В четвертых, «заразительные идеи» рассматривались в рамках анализируемого нами направления русской общественно-политической мысли конца XIX - начала XX вв. как заранее «продуманные», «просчитанные», воплощенные в привлекательной языковой форме. Эти идеи могли породить сопутствующую мотивацию деятельности и массового поведения людей. Становясь нормой, такие идеи оборачивались «социально-правовыми инстинктами», отливались в догмы и идеалогемы. Их принятие и усвоение позволяло отделить «своих» от «чужих», а умение вырабатывать и «забрасывать» такие идеи в общество определяло компетентность политических лидеров нации. Отсюда следовал кардинальный вывод о том, что российская «социальная жизнь изобилует кризисами благодаря невежеству наших руководителей, сплошь и рядом не умеющих отличить правой руки от левой, в силу чего используются для лечения больного общества негодные средства». Поэтому социум нуждался прежде всего «в более рациональных рецептах и более уверенных в себе социальных докторах», в эффективных заразительных идеях и управлении толпой с помощью новых методов активизации манипулятивной функции языка.

Эти общие, наиболее характерные для всего культурно-психологического направления русской общественно-политической мысли конца XIX - начала XX вв.. идеи в области манипулятивной функции языка, по разному преломлялись в работах В.М. Бехтерева и А.А. Богданова.

Так, В.М. Бехтерев полагал, что манипулятивная функция языка наиболее ярко проявляется в динамике «заразительных идей» и коренится в механизмах внушения и подражания, присущих человеку независимо от уровня его культурно-исторического развития.

Известный ученый определял «заразительные идеи» как «инстинкты, выраженные в языке», как «идеи стихийно втягивающие массы в активное социальное действие».3) Они активизируют законы духовного единения толпы, приводя к «взаимозаражению» индивидов вызываемыми ими эмоциями; они способствуют росту внушаемости индивидов, вытеснению сознательной личности «коллективным бессознательным», стиранию чувства личной ответственности, готовности подчиняться. «Заразительные идеи» самоочевидны, их выражение в языке должно быть упрощено и узнаваемо. Время их существования определяется целями их порождения. Существование языка в виде «заразительных идей» культурно обусловлено, а их влияние определяется уровнем социально-антропологического развития индивида, характером его духовно-практической деятельности, степенью внутренней свободы и независимости. Воздействие «заразительных идей» тем выше, чем ниже уровень нравственных и интеллектуальных качеств личности. «Заражение» идеями осуществляется с помощью целенаправленного скрытого воздействия путем «гипнотизма» (внушения), «имитативности», «психопатического воздействия».

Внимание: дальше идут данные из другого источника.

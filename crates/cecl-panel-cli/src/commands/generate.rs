use chrono::NaiveDate;
use clap::Args;
use serde_json::Value;

use cecl_panel_core::calendar::default_start_month;
use cecl_panel_core::macro_series::{synthesize, MacroSeries, SyntheticMacroInput};
use cecl_panel_core::simulation::{generate_portfolio, PortfolioInput};
use cecl_panel_core::ProductType;

use crate::input;

/// Arguments for synthetic macro series generation
#[derive(Args)]
pub struct MacroArgs {
    /// Path to JSON/YAML input file (overrides individual flags)
    #[arg(long)]
    pub input: Option<String>,

    /// First month (YYYY-MM-DD)
    #[arg(long, default_value = "2019-01-01")]
    pub start: NaiveDate,

    /// Last month, inclusive (YYYY-MM-DD)
    #[arg(long, default_value = "2024-12-01")]
    pub end: NaiveDate,

    /// Random seed
    #[arg(long, default_value_t = cecl_panel_core::DEFAULT_SEED)]
    pub seed: u64,
}

/// Arguments for portfolio generation (borrowers, loans, panels)
#[derive(Args)]
pub struct GenerateArgs {
    /// Path to JSON/YAML input file (overrides individual flags)
    #[arg(long)]
    pub input: Option<String>,

    /// Number of borrowers
    #[arg(long, default_value_t = 1000)]
    pub borrowers: usize,

    /// Products to originate, comma separated
    #[arg(long, value_delimiter = ',', default_value = "card,auto,personal,mortgage,heloc")]
    pub products: Vec<ProductType>,

    /// Simulation horizon in months
    #[arg(long, default_value_t = 12)]
    pub months: usize,

    /// First simulated month (YYYY-MM-DD)
    #[arg(long)]
    pub start_month: Option<NaiveDate>,

    /// Random seed
    #[arg(long, default_value_t = cecl_panel_core::DEFAULT_SEED)]
    pub seed: u64,

    /// Macro series file; synthesized when omitted
    #[arg(long)]
    pub macro_series: Option<String>,
}

pub fn run_macro(args: MacroArgs) -> Result<Value, Box<dyn std::error::Error>> {
    let macro_input: SyntheticMacroInput = match input::load(args.input.as_deref())? {
        Some(i) => i,
        None => SyntheticMacroInput {
            start: args.start,
            end: args.end,
            seed: args.seed,
        },
    };
    let series = synthesize(&macro_input)?;
    Ok(serde_json::to_value(series)?)
}

pub fn run_generate(args: GenerateArgs) -> Result<Value, Box<dyn std::error::Error>> {
    let portfolio_input: PortfolioInput = match input::load(args.input.as_deref())? {
        Some(i) => i,
        None => {
            let macro_series: Option<MacroSeries> = match args.macro_series {
                Some(ref path) => Some(input::file::read_config(path)?),
                None => None,
            };
            PortfolioInput {
                num_borrowers: args.borrowers,
                products: args.products,
                months: args.months,
                start_month: args.start_month.unwrap_or_else(default_start_month),
                seed: args.seed,
                macro_series,
                unemployment_baseline: None,
            }
        }
    };
    let result = generate_portfolio(&portfolio_input)?;
    Ok(serde_json::to_value(result)?)
}
// ---------------------------------------------------------------------------
// Engine
// ---------------------------------------------------------------------------

fn run(
    policy: &TransitionPolicy,
    loans: &[Loan],
    aligned: &AlignedMacro,
    seed: u64,
) -> CeclResult<(Vec<PerformanceRecord>, PanelSummary)> {
    let revolving = matches!(policy.balance, BalanceModel::Revolving { .. });
    let mut accounts: Vec<Account> = loans
        .iter()
        .map(|l| open_account(l, revolving))
        .collect::<CeclResult<_>>()?;

    let n = accounts.len();
    let m = aligned.len();
    let mut rng = StdRng::seed_from_u64(seed);
    let std_normal = Normal::new(0.0, 1.0).map_err(|e| CeclError::InvalidInput {
        field: "distribution".into(),
        reason: e.to_string(),
    })?;

    let mut recoveries: BTreeMap<(usize, usize), ScheduledRecovery> = BTreeMap::new();
    let mut records = Vec::with_capacity(n * m);
    let mut summary = PanelSummary {
        loans: n,
        months: m,
        ..PanelSummary::default()
    };

    for t in 0..m {
        let stress = aligned.stress[t];
        let udev = aligned.unemployment_dev[t];
        let mut flows = vec![MonthFlows::default(); n];

        // Layer membership is fixed at the start of the month.
        let opening: Vec<(DelinquencyState, bool)> = accounts
            .iter()
            .map(|a| (a.state, a.is_active(revolving)))
            .collect();

        for layer in LAYERS {
            let draws: Vec<f64> = (0..n).map(|_| rng.gen::<f64>()).collect();
            for (i, acc) in accounts.iter_mut().enumerate() {
                let (state, active) = opening[i];
                if state != layer || !active {
                    continue;
                }
                let p_adv = policy.advance_probability(state, acc.risk, stress, t);
                let p_cure = policy.cure_probability(state, p_adv, acc.risk, stress);
                let u = draws[i];
                if u < p_adv {
                    if let Some(next) = state.next() {
                        acc.state = next;
                        flows[i].defaulted = next == DelinquencyState::ChargedOff;
                    }
                } else if u < p_adv + p_cure {
                    acc.state = DelinquencyState::Current;
                    flows[i].cured = true;
                }
            }
        }

        match policy.balance {
            BalanceModel::Revolving {
                util_sd,
                kappa,
                unemployment_dev,
                hpi,
                min_payment_pct,
            } => {
                let shocks: Vec<f64> = (0..n).map(|_| rng.sample(&std_normal)).collect();
                for (i, acc) in accounts.iter_mut().enumerate() {
                    if opening[i].0 == DelinquencyState::ChargedOff {
                        continue;
                    }
                    acc.util = (acc.util
                        + kappa * (acc.util_start - acc.util)
                        + util_sd * shocks[i]
                        + unemployment_dev * udev
                        - hpi * aligned.hpi_yoy[t] / 10.0)
                        .clamp(0.01, 0.99);
                    let drawn = acc.util * acc.limit;
                    let interest = acc.monthly_rate * drawn;
                    let principal = if acc.state == DelinquencyState::Current {
                        (min_payment_pct * acc.limit).min(drawn)
                    } else {
                        0.0
                    };
                    acc.balance = drawn - principal;
                    flows[i].principal = principal;
                    flows[i].interest = interest;
                    if flows[i].defaulted {
                        flows[i].exposure = acc.balance + principal + interest;
                        acc.balance = 0.0;
                    }
                }
            }
            BalanceModel::Installment { prepay } => {
                let smm = prepay
                    .map(|p| p.smm(aligned.fed_funds_dev[t]))
                    .unwrap_or(0.0);
                for (i, acc) in accounts.iter_mut().enumerate() {
                    let (state, active) = opening[i];
                    if state == DelinquencyState::ChargedOff || !active {
                        continue;
                    }
                    let interest = acc.monthly_rate * acc.balance;
                    let principal = (acc.payment - interest).clamp(0.0, acc.balance);
                    acc.balance -= principal;
                    flows[i].principal = principal;
                    flows[i].interest = interest;
                    if flows[i].defaulted {
                        flows[i].exposure = acc.balance + principal + interest;
                        acc.balance = 0.0;
                        continue;
                    }
                    if acc.state == DelinquencyState::Current && smm > 0.0 {
                        let prepaid = smm * acc.balance;
                        acc.balance -= prepaid;
                        flows[i].prepaid = prepaid;
                    }
                    if acc.balance <= EPSILON {
                        acc.balance = 0.0;
                        // A loan repaid while past due leaves the book current.
                        if acc.state != DelinquencyState::Current {
                            acc.state = DelinquencyState::Current;
                            flows[i].cured = state.is_delinquent();
                        }
                        summary.paid_off += 1;
                    }
                }
            }
        }

        // Loss severity and recovery timing, in loan order.
        let hpi_down = aligned.hpi_down(t, policy.lgd.hpi_down_cap);
        let (lag_lo, lag_hi) = policy.recovery_lag;
        let mut charge_offs = 0usize;
        for (i, acc) in accounts.iter_mut().enumerate() {
            if !flows[i].defaulted {
                continue;
            }
            charge_offs += 1;
            let z = rng.sample(&std_normal);
            let lag = rng.gen_range(lag_lo..lag_hi.max(lag_lo + 1));
            let lgd = policy.lgd.eval(udev, stress, hpi_down, z);
            acc.lgd = Some(lgd);
            let target = t + lag as usize;
            if target < m {
                recoveries.insert(
                    (target, i),
                    ScheduledRecovery {
                        amount: (1.0 - lgd) * flows[i].exposure,
                        lag,
                    },
                );
                summary.recoveries_scheduled += 1;
            } else {
                summary.recoveries_dropped += 1;
            }
        }

        let cures = flows.iter().filter(|f| f.cured).count();
        debug!(
            product = %policy.product,
            month = t,
            charge_offs,
            cures,
            "simulated month"
        );
        summary.charge_offs += charge_offs;
        summary.cures += cures;

        let asof = aligned.months[t];
        for (i, acc) in accounts.iter().enumerate() {
            let f = flows[i];
            let recovery = recoveries.remove(&(t, i));
            let charged_off = acc.state == DelinquencyState::ChargedOff;
            if let Some(r) = recovery {
                summary.total_recovery += r.amount;
            }
            if f.prepaid > 0.0 {
                summary.prepayment_months += 1;
            }
            records.push(PerformanceRecord {
                asof_month: asof,
                loan_id: acc.loan.loan_id,
                borrower_id: acc.loan.borrower_id,
                product: policy.product,
                balance_ead: if f.defaulted { f.exposure } else { acc.balance },
                scheduled_principal: f.principal,
                current_principal: acc.balance,
                current_interest: f.interest,
                utilization: revolving.then(|| (acc.balance / acc.limit).clamp(0.0, 1.0)),
                prepay_flag: f.prepaid > 0.0,
                days_past_due: acc.state.days_past_due(),
                roll_rate_bucket: acc.state,
                default_flag: f.defaulted,
                chargeoff_flag: charged_off,
                recovery_amt: recovery.map(|r| r.amount).unwrap_or(0.0),
                recovery_lag_m: recovery.map(|r| r.lag).unwrap_or(0),
                cure_flag: f.cured,
                loss_given_default: if charged_off { acc.lgd } else { None },
                effective_rate: acc.loan.interest_rate,
                forbearance_flag: false,
            });
        }
    }

    summary.rows = records.len();
    summary.ending_balance = accounts.iter().map(|a| a.balance).sum();
    records.sort_by_key(|r| (r.loan_id, r.asof_month));
    Ok((records, summary))
}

Подчеркнем, что данные мысли В.М. Бехтерева во многом согласуются с теорией толпы Н.К. Михайловского. Н.К. Михайловский выпустил свою знаменитую книгу «Герои и толпа» в 1882 году, на три года опередив разработку данных проблем Г. Тардом. Михайловский полагал, что в основе существования «заразительных идей», с одной стороны, лежит особая способность языка выражать общезначимое, а с другой, - такая «психологическая черта человека» как «стремление думать в унисон с другими». «Диверсия» языка в виде «заразительных идей» обусловлена процессом эволюционирования народа в массу, толпу. Распространение же «заразительных идей» зависит от «характера общественного строя и резкого разделения труда». Чем однообразнее труд, чем меньше получает человек впечатлений. Тем быстрее «заразительные идеи» находят своих жертв, и тем сокрушительнее их воздействие. Н.К. Михайловский фактически первым связал проблемы манипулятивного воздействия языка в форме «заразительных идей» с особенностями политической риторики и с механизмами политического лидерства. В.М. Бехтерев же акцентировал внимание на том, что «заразительные идеи» обусловлены социальными вызовами и нацелены на индуцирование определенных эмоций, «социальных чувств», а так же на выравнивание эмоционально-психологических переживаний по модусу «однотипности». Их манипулятивный потенциал нацелен на неосознаваемые установки сознания, механически возбуждающие соответствующие поведенческие реакции с помощью и посредством «ключей» языка.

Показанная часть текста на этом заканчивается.